I attended Oracle’s 2017 Modern Service Conference in Las Vegas. I got to catch up with a lot of friends and colleagues, saw some great demos, and heard some good talks. So what stuck with me from the conference? Well, the first three things that come to mind when I think about the conference:

1. I am still kind of excited about the idea of augmented reality for customer service.

2. I now have this notion that deflection as a standard call center metric probably needs more consideration than I usually give it.

3. This year, like every year at the conference, I heard new buzzwords that I had not heard before.

Augmented Reality
The future of service will contain more augmented reality and virtual reality. With the technology of smart phones, tablets and beacons, more than 2.5 BILLION augmented reality applications have already been downloaded. These generate more than 1.4 BILLION in revenue. Augmented reality is already being used in retail applications. For example IKEA already has an app that allows you to model your home and then download virtual furniture from their catalog to see how it will look in your home.

Augmented reality in customer service is a natural continuation in the trend for personalization in service. I don’t know if IKEA actually does this yet, but this would be an example of augmented reality in customer service. So let’s say a customer who bought the furniture from IKEA now needs to assemble it. And let’s say they are running into a problem with how to do so. So they send the IKEA service desk a picture, taken with their phone of course, of the problem they are having. Let’s say the holes and screws on the piece of furniture they are assembling do not line up. Using augmented reality the service desk agent could send them visual instructions, a sort of augmented reality video, explaining what they did wrong. The agent could, in this particular augmented reality, turn the piece around and show how the components then fit correctly. So, this sort of thing will really be possible in the VERY near future without highly trained agents or expensive equipment for either the customer or the service organization! For people of my background and generation it is amazing to consider.

Service Deflection
I also picked up a different focus on metrics: My main metrics for Oracle Service Cloud Customers have always been Volume, Handle Time, Escalations, First Contact Resolution Rates, and CSAT scores. It was pointed out that focusing on deflection to reduce volume is not always the best approach for an organization. Of course this has always been true and obvious for those service organizations who agents also have an opportunity to upsell to customers when those customers call with a service inquiry. You obviously might lose a sale by deflecting a service call.

But when I got back home I started wondering about other ways that the focus on deflection might reduce opportunities. I don’t mean just the loyalty of a customer who felt reaching a real person was too hard and was turned off by that. I also mean building a real and personal relationship with a customer. More and more I have clients who try to give their service customers more personalized service by trying to direct them to the same agent consistently for different questions. That way they feel there is someone who knows them. I did not come away with best practices to measure the financial bottom line for a service approach focused on personalization vs deflection. And the two are not necessarily conflicting goals. But I did come away with the realization that the focus today on deflection for service organizations might be very different in context than it was even three to five years ago.

New Fuzzwords
Over time, most industries develop their own tribal vocabularies. Even the most hated ‘buzzwords’ can become as ubiquitous as water to fish. (The word ‘buzzword’ itself is a buzzword, having originated as Harvard student slang in 1946 from a counting game popular at that time.) As a lover of language, buzzwords both fascinate and horrify me. At their best they are poetical and provide meaning via analogy. At their worst they are used out of context or are overused in a way that misrepresents and annoys.

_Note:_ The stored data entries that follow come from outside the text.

//! Tile identifiers.
//!
//! Tiles are named by row letter and 1-based column (`A1`, `E8`, `I4`).

use serde::{Deserialize, Serialize};
use std::fmt;
use std::str::FromStr;

use crate::core::ParseIdError;

/// Identifier of a board tile.
///
/// Ordering is row-major, which is also the order [`Board::tiles`](super::Board::tiles)
/// yields them in.
#[derive(Clone, Copy, Debug, PartialEq, Eq, PartialOrd, Ord, Hash, Serialize, Deserialize)]
#[serde(try_from = "String", into = "String")]
pub struct TileId {
    row: u8,
    col: u8,
}

impl TileId {
    /// Create from 0-based row and column. Does not check the board layout.
    #[must_use]
    pub const fn new(row: u8, col: u8) -> Self {
        Self { row, col }
    }

    /// 0-based row (`A` = 0).
    #[must_use]
    pub const fn row(self) -> u8 {
        self.row
    }

    /// 0-based column.
    #[must_use]
    pub const fn col(self) -> u8 {
        self.col
    }

    #[must_use]
    pub const fn row_letter(self) -> char {
        (b'A' + self.row) as char
    }
}

impl fmt::Display for TileId {
    fn fmt(&self, f: &mut fmt::Formatter<'_>) -> fmt::Result {
        write!(f, "{}{}", self.row_letter(), self.col + 1)
    }
}

impl FromStr for TileId {
    type Err = ParseIdError;

    fn from_str(s: &str) -> Result<Self, Self::Err> {
        let bad = || ParseIdError(s.to_string());
        let mut chars = s.chars();
        let letter = chars.next().filter(char::is_ascii_uppercase).ok_or_else(bad)?;
        let col: u8 = chars.as_str().parse().map_err(|_| bad())?;
        let col = col.checked_sub(1).ok_or_else(bad)?;
        Ok(TileId::new(letter as u8 - b'A', col))
    }
}

impl TryFrom<String> for TileId {
    type Error = ParseIdError;

    fn try_from(value: String) -> Result<Self, Self::Error> {
        value.parse()
    }
}

impl From<TileId> for String {
    fn from(id: TileId) -> Self {
        id.to_string()
    }
}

Some people happily add new buzzwords to their vocabulary. ‘Marketeers’, in particular, seem to love them. Other people add them to their ‘blacklist.’ (The word blacklist originated as a buzzword around 1610 during the Protestant reformation when members of society were added to the Black Books of churches, both Protestant and Catholics as members of the other (dark) side.)

Whether used more as syllables or substance, I do think buzzwords are a sort of societal pulse that reveal a lot about cultural trends and how people are thinking.

Here is some new corporate patois that I picked up at the conference:

Insight-as-a-Service (IAAS): Using data, especially data related to how people feel, to make decisions about how to best service that customer’s needs or market to that customer.
Return-on-Relationship (ROR): The level of loyalty and useful feedback from your customers, in whatever behavioral or social context you measure it, in exchange for your good service to them
Amplify: as in amplify your business. The idea behind this is that amplify appeals more to millennials (maybe audiophiles in particular) than words like expand or grow.
Over the Top Service (OTTS): Going above and beyond for your customers
Let’s Discuss Live (LDL): What you say or type when you are in an online meeting and decide this might be something better discussed in person.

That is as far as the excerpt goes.